Germán Cueto

Germán Cueto

1893 - 1975

Works

Personaje Real, 1938

La contorsionista, 1941

Improntu, 1952-53

Biography

Mexico, 1893 –  Mexico, 1975

Germán Cueto was a Mexican painter and sculptor. His first trip to Spain was in 1916, and during the 1920s he was part of the “estridentista” group, exhibiting at the Café de Nadie.

From 1927 to 1932 he lived in Paris together with his wife Lola Velázquez Cueto, where thanks to his cousin María Blanchard he came into contact with great figures of the avant-garde such as Brancusi, Julio González, Henri Laurens, Lipchitz, and above all Torres-García.

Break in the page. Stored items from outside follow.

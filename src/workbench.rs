//! Workbench Facade
//!
//! Owns the session, the engine adapter, the ingestion pipeline and the
//! catalog cache, and enforces the single-session busy discipline: primary
//! operations (load, run, schema, save view, drop) never overlap; a second
//! one fails fast with `Busy` instead of racing. Drill-down, join analysis
//! and catalog access stay outside the busy flag; drill-down in particular
//! runs on its own engine scope so it can proceed while a primary query is
//! in flight.

use crate::catalog::{self, CatalogClient, CatalogEntry};
use crate::engine::{ColumnDescriptor, EngineAdapter, QueryResult, RelationInfo};
use crate::error::{Result, WorkbenchError};
use crate::export;
use crate::ingest::{DatasetFetcher, IngestionPipeline};
use crate::join::{JoinAdvisor, JoinProposal, OverlapReport};
use crate::schema::{SchemaInspector, ValueFrequency};
use crate::session::SessionState;
use crate::sql;
use std::sync::atomic::{AtomicBool, Ordering};
use std::sync::Arc;
use tokio::sync::Mutex;
use tracing::info;

pub struct Workbench {
    engine: Arc<dyn EngineAdapter>,
    ingestion: IngestionPipeline,
    inspector: SchemaInspector,
    advisor: JoinAdvisor,
    catalog: CatalogClient,
    session: Mutex<SessionState>,
    catalog_cache: Mutex<Vec<CatalogEntry>>,
    busy: AtomicBool,
}

/// Releases the busy flag on every exit path, success or failure.
struct BusyGuard<'a>(&'a AtomicBool);

impl Drop for BusyGuard<'_> {
    fn drop(&mut self) {
        self.0.store(false, Ordering::SeqCst);
    }
}

impl Workbench {
    pub fn new(engine: Arc<dyn EngineAdapter>, fetcher: Arc<dyn DatasetFetcher>) -> Self {
        Self::with_catalog(engine, fetcher, CatalogClient::new())
    }

    pub fn with_catalog(
        engine: Arc<dyn EngineAdapter>,
        fetcher: Arc<dyn DatasetFetcher>,
        catalog: CatalogClient,
    ) -> Self {
        Self {
            ingestion: IngestionPipeline::new(Arc::clone(&engine), fetcher),
            inspector: SchemaInspector::new(Arc::clone(&engine)),
            advisor: JoinAdvisor::new(Arc::clone(&engine)),
            engine,
            catalog,
            session: Mutex::new(SessionState::new()),
            catalog_cache: Mutex::new(Vec::new()),
            busy: AtomicBool::new(false),
        }
    }

    fn begin_primary(&self) -> Result<BusyGuard<'_>> {
        if self.busy.swap(true, Ordering::SeqCst) {
            return Err(WorkbenchError::Busy);
        }
        Ok(BusyGuard(&self.busy))
    }

    pub fn is_busy(&self) -> bool {
        self.busy.load(Ordering::SeqCst)
    }

    // --- session reads -----------------------------------------------------

    pub async fn relations(&self) -> Vec<RelationInfo> {
        self.session.lock().await.relations().to_vec()
    }

    pub async fn active(&self) -> Option<String> {
        self.session.lock().await.active().map(|s| s.to_string())
    }

    pub async fn set_active(&self, name: &str) {
        self.session.lock().await.set_active(name);
    }

    // --- primary operations (busy-guarded) ---------------------------------

    /// Fetch and ingest a dataset by code. Returns the new relation name, or
    /// `None` for an empty code (silent no-op).
    pub async fn load_dataset(&self, code: &str) -> Result<Option<String>> {
        let _guard = self.begin_primary()?;
        let mut session = self.session.lock().await;
        self.ingestion.ingest(code, &mut session).await
    }

    /// Run ad-hoc SQL on the primary context.
    pub async fn run_sql(&self, query: &str) -> Result<QueryResult> {
        let _guard = self.begin_primary()?;
        let query = query.trim();
        if query.is_empty() {
            return Err(WorkbenchError::Validation("enter a query to run".to_string()));
        }
        self.engine.execute(query).await
    }

    /// Schema of an existing relation; the name must be in the current list.
    pub async fn describe(&self, relation: &str) -> Result<Vec<ColumnDescriptor>> {
        let _guard = self.begin_primary()?;
        self.require_listed(relation).await?;
        self.inspector.describe(relation).await
    }

    /// Save a query as a named view and select it. The name comes from
    /// free-form user input and is sanitized down to `[a-z0-9_]`.
    pub async fn save_view(&self, name: &str, query: &str) -> Result<String> {
        let _guard = self.begin_primary()?;
        let query = query.trim();
        if query.is_empty() {
            return Err(WorkbenchError::Validation("enter a query to save".to_string()));
        }
        let safe_name = sanitize_view_name(name)?;
        self.engine.create_view(&safe_name, query).await?;
        let mut session = self.session.lock().await;
        session.refresh(self.engine.as_ref()).await?;
        session.set_active(&safe_name);
        info!("saved view '{}'", safe_name);
        Ok(safe_name)
    }

    /// Drop a listed relation by its recorded kind, then resync from the
    /// engine catalog.
    pub async fn drop_relation(&self, relation: &str) -> Result<()> {
        let _guard = self.begin_primary()?;
        let mut session = self.session.lock().await;
        let kind = session.kind_of(relation).ok_or_else(|| {
            WorkbenchError::Validation(format!("'{}' is not a loaded relation", relation))
        })?;
        self.engine.drop_relation(relation, kind).await?;
        session.refresh(self.engine.as_ref()).await?;
        if session.active() == Some(relation) {
            session.clear_active();
        }
        info!("dropped {} '{}'", kind, relation);
        Ok(())
    }

    // --- concurrent read-side workflows (not busy-guarded) ------------------

    /// Per-column value drill-down on an isolated scope; may run while a
    /// primary operation is outstanding.
    pub async fn drill_down(&self, relation: &str, column: &str) -> Result<Vec<ValueFrequency>> {
        self.inspector.value_frequencies(relation, column).await
    }

    pub async fn propose_join(&self, left: &str, right: &str) -> Result<JoinProposal> {
        self.require_listed(left).await?;
        self.require_listed(right).await?;
        self.advisor.propose_join(left, right).await
    }

    pub async fn check_overlap(&self, left: &str, right: &str) -> Result<OverlapReport> {
        self.require_listed(left).await?;
        self.require_listed(right).await?;
        self.advisor.check_overlap(left, right).await
    }

    /// Refresh the catalog cache from the directory service.
    pub async fn load_catalog(&self) -> Result<usize> {
        let entries = self.catalog.load().await?;
        let count = entries.len();
        *self.catalog_cache.lock().await = entries;
        Ok(count)
    }

    /// Filter the cached catalog. Always filters from the unfiltered
    /// superset, so repeated searches are not lossy.
    pub async fn search_catalog(&self, query: &str) -> Vec<CatalogEntry> {
        catalog::search(&self.catalog_cache.lock().await, query)
    }

    /// Re-serialize a result as CSV together with its templated file name.
    pub async fn export_result(&self, result: &QueryResult) -> Result<(String, String)> {
        let active = self.active().await;
        let file_name = export::export_file_name(active.as_deref());
        let body = export::to_csv(result)?;
        Ok((file_name, body))
    }

    /// Starter query for the editor after selecting a relation.
    pub fn preview_query(&self, relation: &str) -> String {
        sql::preview_query(relation)
    }

    /// Filter query for a value picked out of a drill-down, null-aware.
    pub fn filter_query(&self, relation: &str, column: &str, value: &serde_json::Value) -> String {
        sql::filter_query(relation, column, value)
    }

    async fn require_listed(&self, relation: &str) -> Result<()> {
        if relation.is_empty() {
            return Err(WorkbenchError::Validation(
                "select a relation first".to_string(),
            ));
        }
        let session = self.session.lock().await;
        if !session.contains(relation) {
            return Err(WorkbenchError::Validation(format!(
                "'{}' is not a loaded relation",
                relation
            )));
        }
        Ok(())
    }
}

/// Lowercase and squash anything outside `[a-z0-9_]` to underscores.
fn sanitize_view_name(name: &str) -> Result<String> {
    let safe: String = name
        .trim()
        .to_lowercase()
        .chars()
        .map(|c| if c.is_ascii_alphanumeric() || c == '_' { c } else { '_' })
        .collect();
    if safe.is_empty() || safe.chars().all(|c| c == '_') {
        return Err(WorkbenchError::Validation(
            "enter a name for the view".to_string(),
        ));
    }
    Ok(safe)
}

#[cfg(test)]
mod tests {
    use super::*;

    #[test]
    fn test_sanitize_view_name() {
        assert_eq!(sanitize_view_name("Dublin Stats!").unwrap(), "dublin_stats_");
        assert_eq!(sanitize_view_name("ok_name2").unwrap(), "ok_name2");
        assert!(sanitize_view_name("   ").is_err());
        assert!(sanitize_view_name("!!!").is_err());
    }
}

In 1929 he exhibited some of his famous masks in Barcelona, ​​in Dalmau. In 1930 he became a member of the group of abstract artists in Paris “Cercle et Carré”, founded by Torres-García and Michel Seuphor. After his return to Mexico he maintained contact with Torres-García, dedicated himself to abstract sculpture, and founded, together with others, the so-called “estridentista” group. In 1964 Cueto saw his work recognized at the second Sculpture Biennial of Mexico for which he received an honorable mention, and in 1967 he was crowned at the third Sculpture Biennial for his bronze “Circonvolución”. German Cueto was part of the Academy of Arts since 1968, being one of its founding members, and he died in Mexico on February 14, 1975.